The History of the Philips CD-i, Failed PlayStation Ancestor
This ill-fated CD console produced some amazingly off-brand Nintendo games.
Behold the Philips CD-i! It’s got Mario! Zelda! Movies on CD! Uh… interactive encyclopedias! What could go wrong? Apparently, everything.
Born out of the same aborted efforts to create a CD-based console for Nintendo that would eventually produce the Sony Playstation, the CD-i was an ambitious attempt to create a multi-purpose home entertainment console. However, instead of kickstarting the trend of CD-based gaming, the CD-i turned into one of the great failures of the video game industry, reportedly costing Philips near a billion dollars by the time it was discontinued.
Nonetheless, it did end up fostering some amazingly idiosyncratic (and widely reviled) pieces of video game history.
The origins of the CD-i can be traced back to the mid-1980s. In 1986, Dutch technology company Philips and Japanese electronics giant Sony joined forces to develop an extension of their previously codified Compact Disc format. The new version would provide an interactive experience to users, including not just music and text, but programmable data that could produce graphics and video. Called CD-i Discs, the new format opened the door to a number of new media uses for the medium, including creating games.
From its inception, the format was technically owned by Philips, and anyone who wanted to create a machine capable of employing the CD-i encoding methods needed to license the privilege from the company. By 1990, Philips was selling kits to developers to start promoting and building up interest in the format, and one of the interested companies turned out to be none other than Japanese video game company Nintendo.
At the time, the cartridge-based Super Nintendo console, along with the Sega Genesis, was the king of the home video game… game, but the industry was moving toward CDs as the preferred format. Near the end of the 80s, Nintendo entered into a deal with Philips and Sony to create a CD-i-based add-on to the Super Nintendo, which ironically would have been called the “Play Station.”
Unfortunately, the SNES-CD never came to be. While Sega released the Mega-CD add-on to the Genesis in 1991 (using a different technology than the CD-i), Nintendo decided to break off its deal with both Sony (which was working on the hardware) and Philips (which provided the CD-i format). However, Sony and Philips had already invested development in CD-i consoles. In 1991, the first Philips CD-i machine aimed at consumers hit the shelves.
Unlike the gaming-focused consoles that Nintendo and Sega were marketing, the Philips CD-i positioned itself as the first all-around home multimedia platform. Sure, there were games, but the machine could also be used as an interactive learning platform via educational CD-i’s, play your standard music CDs, display photos on your TV screen, and even play full-length films (once you purchased the optional digital video cartridge).
Whether Philips liked it or not, the CD-i would come to be best remembered not for its format or well-rounded interactive uses, but for some of the strange games. All said, over 150 games would be released for the CD-i, including titles like the classic horror puzzler, The 7th Guest, and Dragon’s Lair successor, Braindead 13.
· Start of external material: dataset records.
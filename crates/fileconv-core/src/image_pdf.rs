//! Image → PDF capability
//!
//! Decodes a JPEG/PNG, flattens it to 8-bit RGB and embeds it as a single
//! Flate-compressed image XObject on one page sized to the image
//! (one pixel per point).

use std::io::{Cursor, Write};
use std::path::Path;

use async_trait::async_trait;
use flate2::write::ZlibEncoder;
use flate2::Compression;
use image::ImageReader;
use lopdf::{Dictionary, Document, Object, Stream};

use crate::capability::Capability;
use crate::error::CapabilityError;

/// In-process image encoder.
pub struct ImageToPdf;

#[async_trait]
impl Capability for ImageToPdf {
    fn name(&self) -> &'static str {
        "image-to-pdf"
    }

    fn target_extension(&self) -> &'static str {
        "pdf"
    }

    async fn convert(&self, input: &Path, output: &Path) -> Result<(), CapabilityError> {
        let bytes = tokio::fs::read(input).await?;
        let pdf = tokio::task::spawn_blocking(move || render_image_pdf(&bytes))
            .await
            .map_err(|e| CapabilityError::Failed(format!("image task panicked: {}", e)))??;
        tokio::fs::write(output, pdf).await?;
        Ok(())
    }
}

/// Encode image bytes (any format `image` can sniff) as a one-page PDF.
pub fn render_image_pdf(bytes: &[u8]) -> Result<Vec<u8>, CapabilityError> {
    let decoded = ImageReader::new(Cursor::new(bytes))
        .with_guessed_format()
        .map_err(|e| CapabilityError::Failed(format!("cannot read image: {}", e)))?
        .decode()
        .map_err(|e| CapabilityError::Failed(format!("cannot decode image: {}", e)))?;

    let rgb = decoded.to_rgb8();
    let (width, height) = rgb.dimensions();
    if width == 0 || height == 0 {
        return Err(CapabilityError::Failed("image has no pixels".into()));
    }

    let mut encoder = ZlibEncoder::new(Vec::new(), Compression::default());
    encoder.write_all(rgb.as_raw())?;
    let pixels = encoder.finish()?;

    let mut doc = Document::with_version("1.5");
    let pages_id = doc.new_object_id();
    let catalog_id = doc.new_object_id();
    let page_id = doc.new_object_id();
    let image_id = doc.new_object_id();
    let content_id = doc.new_object_id();

    let mut image_dict = Dictionary::new();
    image_dict.set("Type", Object::Name(b"XObject".to_vec()));
    image_dict.set("Subtype", Object::Name(b"Image".to_vec()));
    image_dict.set("Width", Object::Integer(width as i64));
    image_dict.set("Height", Object::Integer(height as i64));
    image_dict.set("ColorSpace", Object::Name(b"DeviceRGB".to_vec()));
    image_dict.set("BitsPerComponent", Object::Integer(8));
    image_dict.set("Filter", Object::Name(b"FlateDecode".to_vec()));
    doc.objects.insert(
        image_id,
        Object::Stream(Stream::new(image_dict, pixels).with_compression(false)),
    );

    // Scale the unit square to the page and paint the image.
    let content = format!("q {} 0 0 {} 0 0 cm /Im0 Do Q", width, height);
    doc.objects.insert(
        content_id,
        Object::Stream(Stream::new(Dictionary::new(), content.into_bytes())),
    );

    let mut xobjects = Dictionary::new();
    xobjects.set("Im0", Object::Reference(image_id));
    let mut resources = Dictionary::new();
    resources.set("XObject", Object::Dictionary(xobjects));

    let mut page_dict = Dictionary::new();
    page_dict.set("Type", Object::Name(b"Page".to_vec()));
    page_dict.set("Parent", Object::Reference(pages_id));
    page_dict.set("Resources", Object::Dictionary(resources));
    page_dict.set("Contents", Object::Reference(content_id));
    page_dict.set(
        "MediaBox",
        Object::Array(vec![
            Object::Integer(0),
            Object::Integer(0),
            Object::Integer(width as i64),
            Object::Integer(height as i64),
        ]),
    );
    doc.objects.insert(page_id, Object::Dictionary(page_dict));

    let mut pages_dict = Dictionary::new();
    pages_dict.set("Type", Object::Name(b"Pages".to_vec()));
    pages_dict.set("Count", Object::Integer(1));
    pages_dict.set("Kids", Object::Array(vec![Object::Reference(page_id)]));
    doc.objects.insert(pages_id, Object::Dictionary(pages_dict));

    let mut catalog_dict = Dictionary::new();
    catalog_dict.set("Type", Object::Name(b"Catalog".to_vec()));
    catalog_dict.set("Pages", Object::Reference(pages_id));
    doc.objects
        .insert(catalog_id, Object::Dictionary(catalog_dict));
    doc.trailer.set("Root", Object::Reference(catalog_id));

    let mut buffer = Vec::new();
    doc.save_to(&mut buffer)
        .map_err(|e| CapabilityError::Failed(format!("failed to write PDF: {}", e)))?;
    Ok(buffer)
}

#[cfg(test)]
mod tests {
    use super::*;
    use image::{ImageFormat, Rgb, RgbImage, Rgba, RgbaImage};

    fn encode(img: impl Into<image::DynamicImage>, format: ImageFormat) -> Vec<u8> {
        let mut out = Cursor::new(Vec::new());
        img.into().write_to(&mut out, format).unwrap();
        out.into_inner()
    }

    fn media_box(doc: &Document) -> Vec<i64> {
        let (_, page_id) = doc.get_pages().into_iter().next().unwrap();
        let page = doc.get_object(page_id).unwrap().as_dict().unwrap();
        page.get(b"MediaBox")
            .unwrap()
            .as_array()
            .unwrap()
            .iter()
            .map(|o| o.as_i64().unwrap())
            .collect()
    }

    #[test]
    fn test_png_becomes_single_page_sized_to_image() {
        let png = encode(RgbImage::from_pixel(40, 25, Rgb([200, 10, 10])), ImageFormat::Png);
        let pdf = render_image_pdf(&png).unwrap();

        let doc = Document::load_mem(&pdf).unwrap();
        assert_eq!(doc.get_pages().len(), 1);
        assert_eq!(media_box(&doc), vec![0, 0, 40, 25]);
    }

    #[test]
    fn test_jpeg_is_accepted() {
        let jpeg = encode(RgbImage::from_pixel(16, 16, Rgb([0, 128, 255])), ImageFormat::Jpeg);
        let pdf = render_image_pdf(&jpeg).unwrap();
        assert!(pdf.starts_with(b"%PDF-"));
    }

    #[test]
    fn test_alpha_channel_is_flattened() {
        let png = encode(
            RgbaImage::from_pixel(8, 4, Rgba([10, 20, 30, 128])),
            ImageFormat::Png,
        );
        let pdf = render_image_pdf(&png).unwrap();
        let doc = Document::load_mem(&pdf).unwrap();
        assert_eq!(media_box(&doc), vec![0, 0, 8, 4]);
    }

    #[test]
    fn test_garbage_is_rejected() {
        let err = render_image_pdf(b"definitely not an image").unwrap_err();
        assert!(matches!(err, CapabilityError::Failed(_)));
    }

    #[tokio::test]
    async fn test_capability_writes_output_file() {
        let dir = tempfile::tempdir().unwrap();
        let input = dir.path().join("photo.png");
        let output = dir.path().join("photo_converted.pdf");
        std::fs::write(
            &input,
            encode(RgbImage::from_pixel(3, 3, Rgb([1, 2, 3])), ImageFormat::Png),
        )
        .unwrap();

        ImageToPdf.convert(&input, &output).await.unwrap();
        let doc = Document::load(&output).unwrap();
        assert_eq!(doc.get_pages().len(), 1);
    }
}
//! Upload pipeline
//!
//! Runs one submission end to end: validation, task creation, staging,
//! routing and packaging. Nothing touches the disk until the whole
//! submission has passed validation.

use tracing::info;

use crate::error::ConvertError;
use crate::intake::{self, UploadedFile};
use crate::package::{self, ResponsePackage};
use crate::router::OperationRouter;
use crate::workspace::{Task, Workspace};

/// Result of a successful submission.
#[derive(Debug, Clone, PartialEq, Eq)]
pub struct ConversionOutcome {
    pub task: Task,
    pub package: ResponsePackage,
}

pub struct ConversionService {
    workspace: Workspace,
    router: OperationRouter,
}

impl ConversionService {
    pub fn new(workspace: Workspace, router: OperationRouter) -> Self {
        Self { workspace, router }
    }

    pub fn workspace(&self) -> &Workspace {
        &self.workspace
    }

    /// Convert `files` with the operation named by `operation`.
    pub async fn process(
        &self,
        operation: Option<&str>,
        files: Vec<UploadedFile>,
    ) -> Result<ConversionOutcome, ConvertError> {
        let upload = intake::validate(operation, files)?;
        let task = self.workspace.create_task().await?;
        let staged = intake::stage(&self.workspace, upload.files).await?;

        let artifacts = self.router.route(upload.operation, &staged, &task).await?;
        let package = package::package(&task, artifacts).await?;

        info!(
            "Task {} complete: {} ({})",
            task.id,
            package.artifact().file_name,
            upload.operation
        );
        Ok(ConversionOutcome { task, package })
    }
}
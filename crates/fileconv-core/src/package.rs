//! Result packaging
//!
//! One artifact is returned as-is. Several artifacts are bundled into a flat
//! zip archive written next to them in the task directory, so every artifact
//! stays reachable either way.

use std::fs::File;
use std::io;
use std::path::Path;

use tracing::debug;
use zip::write::{FileOptions, ZipWriter};
use zip::CompressionMethod;

use crate::error::{ConvertError, ValidationError};
use crate::router::Artifact;
use crate::workspace::Task;

pub const PDF_MIME: &str = "application/pdf";
pub const DOCX_MIME: &str = "application/vnd.openxmlformats-officedocument.wordprocessingml.document";
pub const ZIP_MIME: &str = "application/zip";
pub const OCTET_STREAM_MIME: &str = "application/octet-stream";

/// What the upload response carries.
#[derive(Debug, Clone, PartialEq, Eq)]
pub enum ResponsePackage {
    /// Exactly one artifact, returned directly
    Single(Artifact),
    /// Zip archive bundling every artifact of the task
    Archive { archive: Artifact, entries: usize },
}

impl ResponsePackage {
    /// The file to stream back to the client
    pub fn artifact(&self) -> &Artifact {
        match self {
            ResponsePackage::Single(artifact) => artifact,
            ResponsePackage::Archive { archive, .. } => archive,
        }
    }

    pub fn content_type(&self) -> &'static str {
        match self {
            ResponsePackage::Single(artifact) => content_type_for(&artifact.file_name),
            ResponsePackage::Archive { .. } => ZIP_MIME,
        }
    }
}

/// MIME type guessed from a file name's extension.
pub fn content_type_for(file_name: &str) -> &'static str {
    match crate::operation::extension_of(file_name).as_str() {
        "pdf" => PDF_MIME,
        "docx" => DOCX_MIME,
        "zip" => ZIP_MIME,
        _ => OCTET_STREAM_MIME,
    }
}

/// File name of the archive built for `task`
pub fn archive_name(task: &Task) -> String {
    format!("{}_converted.zip", task.id)
}

/// Decide how `artifacts` are returned, building an archive when there is more than one.
pub async fn package(
    task: &Task,
    artifacts: Vec<Artifact>,
) -> Result<ResponsePackage, ConvertError> {
    match artifacts.len() {
        0 => Err(ValidationError::MissingInput.into()),
        1 => Ok(ResponsePackage::Single(
            artifacts.into_iter().next().ok_or(ValidationError::MissingInput)?,
        )),
        entries => {
            let name = archive_name(task);
            let path = task.output_dir.join(&name);
            let target = path.clone();
            tokio::task::spawn_blocking(move || write_zip(&target, &artifacts))
                .await
                .map_err(|e| ConvertError::workspace(&path, io::Error::other(e)))?
                .map_err(|e| ConvertError::workspace(&path, io::Error::other(e)))?;

            debug!("Packaged {} artifacts into {}", entries, path.display());
            Ok(ResponsePackage::Archive {
                archive: Artifact {
                    path,
                    file_name: name,
                },
                entries,
            })
        }
    }
}

/// Write a flat zip with one entry per artifact, named by its basename.
fn write_zip(path: &Path, artifacts: &[Artifact]) -> zip::result::ZipResult<()> {
    let mut zip = ZipWriter::new(File::create(path)?);
    let options = FileOptions::default()
        .compression_method(CompressionMethod::Deflated)
        .unix_permissions(0o644);

    for artifact in artifacts {
        zip.start_file(entry_name(&artifact.path, &artifact.file_name), options)?;
        let mut source = File::open(&artifact.path)?;
        io::copy(&mut source, &mut zip)?;
    }

    zip.finish()?;
    Ok(())
}

fn entry_name(path: &Path, fallback: &str) -> String {
    path.file_name()
        .map(|n| n.to_string_lossy().into_owned())
        .unwrap_or_else(|| fallback.to_string())
}
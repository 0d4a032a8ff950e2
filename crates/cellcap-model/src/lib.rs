pub mod builder;
pub mod data;
pub mod error;
pub mod instance;
pub mod solve;

#[cfg(feature = "wasm")]
pub mod wasm;

pub use builder::{CellModel, Formulation, ModelBuilder, build};
pub use data::classroom_instance;
pub use error::{CellError, ConfigError};
pub use instance::{Cell, Instance, LimitFamily, MAX_LIMIT};
pub use solve::{Assignment, CellOutcome, LimitViolation, solve, solve_with};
The console is best remembered for the games that came as a result of the broken deal between Philips and Nintendo. While Nintendo didn’t want Philips’ help making a machine, Philips was contractually still able to create games using some of Nintendo’s most indelible characters. They used them to create some of the worst games in video game history.
First, there was Hotel Mario, in which Nintendo’s star plumber runs around hallways, stomping and avoiding goombas while trying to close all the hotel doors in the levels. While the gameplay wasn’t completely outside of the purview of a Mario game, the off-model animated cut scenes were surprisingly shoddy. See below:
Three games were also created using the Legend of Zelda characters. In 1993 there was Link: The Faces of Evil and Zelda: The Wand of Gamelon, followed in 1994 by Zelda’s Adventure, produced by a third-party company. While none of the games had anything to do with the Nintendo originals other than the characters and world, they each stood out for their cut scenes. The first two games were notable for their jerky, Russian-sourced animation scenes, while the third treated players to some spectacularly awkward live-action video sequences. The gameplay was flat and difficult to control, doing nothing for the CD-i’s reputation as a gaming machine.
Whether it was the confusingly broad way in which the system was marketed, the hefty price tag (the machine cost $1,000 in 1992), or its near-instant obsolescence in the face of ever-evolving CD technology, the CD-i was a flop upon its release. In 1994, the machine was redesigned to look more like a standard video game console, and the marketing was changed accordingly—but it was too late. Sony released its far superior PlayStation console in 1994, which continues to see iterations today. By 1996, the CD-i was discontinued altogether, having supposedly only sold 570,000 units.
Today, the CD-i and its games are regularly remembered as some of the worst video game products ever released. In reality, the machine just reached too far, too early. But without the CD-i we would never have gotten this baffling sinister science-fiction infomercial about the product. Thanks, CD-i.